А потом о блокаде они уже больше не вспоминали, а всю остальную дорогу говорили об интересных книжках. Галя любила читать книжки про школу, а Вовке больше нравились приключенческие повести и о путешествиях.
Так потихоньку и добрались они до маминой фабрики. На часах возле проходной было без десяти минут пять. Значит, мама уже кончает работать, и разыскивать её в конторе или в цеху нет никакого смысла. Галя и Вовка решили подождать её на проходной. Скоро мама вышла. Увидев ребят, она остановилась и прикрыла рукой глаза: верно, подумала, что случилось что-то плохое. Галя подошла, обняла маму и вложила ей в руки письмо.

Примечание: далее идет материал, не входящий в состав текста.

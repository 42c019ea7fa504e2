//! Suffix-driven filter parsing and operator dispatch.
//!
//! | key form              | predicate                          |
//! |-----------------------|------------------------------------|
//! | `_or…` (list of maps) | OR of each entry's predicate       |
//! | `or_<a>_<b>…`         | OR of `LIKE %v%` over `a`, `b`, …  |
//! | `<column>`            | `column = v`                       |
//! | `<column>_like`       | `column LIKE %v%`                  |
//! | `_gt` `_lt` `_gte` `_lte` | `>` `<` `>=` `<=`              |
//! | `_in` / `_not_in`     | membership over `v` split on `,`   |
//! | `_between`            | inclusive range, exactly two parts |
//! | `_null` / `_not_null` | `IS NULL` / `IS NOT NULL`          |
//! | `_exact`              | `column = v`                       |
//!
//! Suffixes are matched longest first. Keys naming no column are ignored.

use super::builder::QueryBuilder;
use super::filter::{FilterMap, FilterValue};
use super::predicate::{CompareOp, Predicate};
use std::collections::BTreeMap;

const OR_BRACKET_PREFIX: &str = "_or";
const OR_GROUP_PREFIX: &str = "or_";
/// Reserved key expanded into an `or_` group over the searchable columns
pub const SEARCH_KEY: &str = "search";

/// Operator selected by a key suffix
#[derive(Debug, Clone, Copy, PartialEq, Eq)]
pub enum Operator {
    NotNull,
    NotIn,
    Between,
    Exact,
    Like,
    Null,
    Gte,
    Lte,
    In,
    Gt,
    Lt,
}

/// Longest suffix first, so `_not_in` wins over `_in` and `_gte` over `_gt`.
const SUFFIXES: &[(&str, Operator)] = &[
    ("_not_null", Operator::NotNull),
    ("_not_in", Operator::NotIn),
    ("_between", Operator::Between),
    ("_exact", Operator::Exact),
    ("_like", Operator::Like),
    ("_null", Operator::Null),
    ("_gte", Operator::Gte),
    ("_lte", Operator::Lte),
    ("_in", Operator::In),
    ("_gt", Operator::Gt),
    ("_lt", Operator::Lt),
];

/// Split a filter key into `(field, operator)`.
///
/// Keys without a recognized suffix map to plain equality (`None`).
pub fn parse_key(key: &str) -> (&str, Option<Operator>) {
    for (suffix, op) in SUFFIXES {
        if let Some(field) = key.strip_suffix(suffix) {
            if !field.is_empty() {
                return (field, Some(*op));
            }
        }
    }
    (key, None)
}

fn split_list(value: &str) -> Vec<String> {
    value.split(',').map(str::to_string).collect()
}

/// Predicate for one `field` + operator, or `None` when the value is malformed.
pub fn predicate_for(field: &str, op: Option<Operator>, value: &str) -> Option<Predicate> {
    let predicate = match op {
        None | Some(Operator::Exact) => Predicate::eq(field, value),
        Some(Operator::Like) => Predicate::contains(field, value),
        Some(Operator::Gt) => Predicate::compare(field, CompareOp::Gt, value),
        Some(Operator::Lt) => Predicate::compare(field, CompareOp::Lt, value),
        Some(Operator::Gte) => Predicate::compare(field, CompareOp::Gte, value),
        Some(Operator::Lte) => Predicate::compare(field, CompareOp::Lte, value),
        Some(Operator::In) => Predicate::is_in(field, split_list(value)),
        Some(Operator::NotIn) => Predicate::not_in(field, split_list(value)),
        Some(Operator::Between) => {
            let parts: Vec<&str> = value.split(',').collect();
            let [low, high] = parts.as_slice() else {
                return None;
            };
            Predicate::between(field, *low, *high)
        }
        Some(Operator::Null) => Predicate::IsNull(field.to_string()),
        Some(Operator::NotNull) => Predicate::NotNull(field.to_string()),
    };
    Some(predicate)
}

/// Predicate for a single scalar filter entry, honoring column existence.
fn scalar_predicate<Q: QueryBuilder + ?Sized>(query: &Q, key: &str, value: &str) -> Option<Predicate> {
    if query.has_column(key) {
        return predicate_for(key, None, value);
    }
    let (field, op) = parse_key(key);
    if op.is_none() || !query.has_column(field) {
        return None;
    }
    predicate_for(field, op, value)
}

/// Resolve `a_b_c` into column names, taking the longest known column at each step.
///
/// Tokens that start no known column are skipped.
pub fn resolve_or_fields<Q: QueryBuilder + ?Sized>(query: &Q, spec: &str) -> Vec<String> {
    let tokens: Vec<&str> = spec.split('_').filter(|t| !t.is_empty()).collect();
    let mut fields = Vec::new();
    let mut start = 0;
    while start < tokens.len() {
        let found = (start + 1..=tokens.len())
            .rev()
            .map(|end| (end, tokens[start..end].join("_")))
            .find(|(_, candidate)| query.has_column(candidate));
        match found {
            Some((end, column)) => {
                fields.push(column);
                start = end;
            }
            None => start += 1,
        }
    }
    fields
}

fn or_bracket<Q: QueryBuilder + ?Sized>(query: &Q, conditions: &[BTreeMap<String, String>]) -> Option<Predicate> {
    let predicates: Vec<Predicate> = conditions
        .iter()
        .flat_map(|condition| condition.iter())
        .filter_map(|(key, value)| scalar_predicate(query, key, value))
        .collect();
    (!predicates.is_empty()).then_some(Predicate::Or(predicates))
}

fn or_like_group<Q: QueryBuilder + ?Sized>(query: &Q, spec: &str, value: &str) -> Option<Predicate> {
    let predicates: Vec<Predicate> = resolve_or_fields(query, spec)
        .into_iter()
        .map(|field| Predicate::contains(field, value))
        .collect();
    (!predicates.is_empty()).then_some(Predicate::Or(predicates))
}

/// Build the predicate for one filter entry.
pub fn entry_predicate<Q: QueryBuilder + ?Sized>(query: &Q, key: &str, value: &FilterValue) -> Option<Predicate> {
    match value {
        FilterValue::OrGroup(conditions) if key.starts_with(OR_BRACKET_PREFIX) => {
            or_bracket(query, conditions)
        }
        FilterValue::OrGroup(_) => None,
        FilterValue::Scalar(_) if key.starts_with(OR_BRACKET_PREFIX) => None,
        FilterValue::Scalar(v) => match key.strip_prefix(OR_GROUP_PREFIX) {
            Some(spec) if !query.has_column(key) => or_like_group(query, spec, v),
            _ => scalar_predicate(query, key, v),
        },
    }
}

/// Apply every applicable entry of `filters` to `query` as AND-ed predicates.
///
/// Entries that name no column, or carry a malformed value, are skipped.
pub fn apply_filters<Q: QueryBuilder + ?Sized>(query: &mut Q, filters: &FilterMap) {
    for (key, value) in filters {
        match entry_predicate(&*query, key, value) {
            Some(predicate) => query.and_where(predicate),
            None => tracing::debug!(key = %key, "ignoring inapplicable filter"),
        }
    }
}

/// Rewrite a `search` entry into an `or_` group over `searchable` columns.
///
/// Left untouched when there is nothing searchable or `search` is itself a column.
pub fn expand_search<Q: QueryBuilder + ?Sized>(query: &Q, filters: &FilterMap, searchable: &[&str]) -> FilterMap {
    let mut expanded = filters.clone();
    if searchable.is_empty() || query.has_column(SEARCH_KEY) {
        return expanded;
    }
    if let Some(FilterValue::Scalar(term)) = expanded.remove(SEARCH_KEY) {
        let key = format!("{OR_GROUP_PREFIX}{}", searchable.join("_"));
        expanded.insert(key, FilterValue::Scalar(term));
    }
    expanded
}

#[cfg(test)]
mod tests {
    use super::*;
    use crate::query::builder::SqlQuery;

    fn people() -> SqlQuery {
        SqlQuery::new("people", &["first_name", "last_name", "first", "email", "or_code"])
    }

    #[test]
    fn test_or_fields_take_longest_known_column() {
        let q = people();
        assert_eq!(resolve_or_fields(&q, "first_name_last_name"), vec!["first_name", "last_name"]);
        assert_eq!(resolve_or_fields(&q, "first_email"), vec!["first", "email"]);
    }

    #[test]
    fn test_or_fields_skip_unknown_tokens() {
        let q = people();
        assert_eq!(resolve_or_fields(&q, "nick_first_name_x"), vec!["first_name"]);
        assert!(resolve_or_fields(&q, "nick_alias").is_empty());
        assert!(resolve_or_fields(&q, "__").is_empty());
    }

    #[test]
    fn test_or_prefixed_key_groups_contains() {
        let q = people();
        assert_eq!(
            entry_predicate(&q, "or_first_name_email", &"ann".into()),
            Some(Predicate::Or(vec![
                Predicate::contains("first_name", "ann"),
                Predicate::contains("email", "ann"),
            ]))
        );
        assert_eq!(entry_predicate(&q, "or_nick", &"ann".into()), None);
    }

    #[test]
    fn test_or_prefixed_column_is_plain_equality() {
        let q = people();
        assert_eq!(
            entry_predicate(&q, "or_code", &"A1".into()),
            Some(Predicate::eq("or_code", "A1"))
        );
    }

    #[test]
    fn test_parse_key_longest_suffix_first() {
        assert_eq!(parse_key("status_not_in"), ("status", Some(Operator::NotIn)));
        assert_eq!(parse_key("status_in"), ("status", Some(Operator::In)));
        assert_eq!(parse_key("deleted_at_not_null"), ("deleted_at", Some(Operator::NotNull)));
        assert_eq!(parse_key("deleted_at_null"), ("deleted_at", Some(Operator::Null)));
        assert_eq!(parse_key("price_gte"), ("price", Some(Operator::Gte)));
        assert_eq!(parse_key("price_gt"), ("price", Some(Operator::Gt)));
        assert_eq!(parse_key("name_exact"), ("name", Some(Operator::Exact)));
        assert_eq!(parse_key("name"), ("name", None));
        assert_eq!(parse_key("_in"), ("_in", None));
    }

    #[test]
    fn test_between_requires_two_parts() {
        assert_eq!(
            predicate_for("price", Some(Operator::Between), "1,5"),
            Some(Predicate::between("price", "1", "5"))
        );
        assert_eq!(predicate_for("price", Some(Operator::Between), "1,2,3"), None);
        assert_eq!(predicate_for("price", Some(Operator::Between), "1"), None);
    }

    #[test]
    fn test_in_splits_on_comma() {
        assert_eq!(
            predicate_for("tags", Some(Operator::In), "a,b,c"),
            Some(Predicate::is_in(
                "tags",
                vec!["a".to_string(), "b".to_string(), "c".to_string()]
            ))
        );
    }

    #[test]
    fn test_null_ignores_value() {
        assert_eq!(
            predicate_for("deleted_at", Some(Operator::Null), "whatever"),
            Some(Predicate::IsNull("deleted_at".to_string()))
        );
    }
}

— От папы! — сказала она. — Он жив и здоров!
Мама торопливо развернула письмо и стала читать, с трудом разбирая слова, потому что на глаза её всё время набегали слёзы. Но это было от радости, и Галя не мешала ей плакать.
У ворот стояла машина, гружённая солдатскими фуфайками, которые шили на этой фабрике. Шофёр Катерина Васильевна приоткрыла дверцу и крикнула маме:
— Нам по дороге, садитесь, я вас подвезу!
Галя и Вовка страшно обрадовались. Катерина Васильевна помогла им забраться в кузов и устроиться на ватниках. А мама села в кабину.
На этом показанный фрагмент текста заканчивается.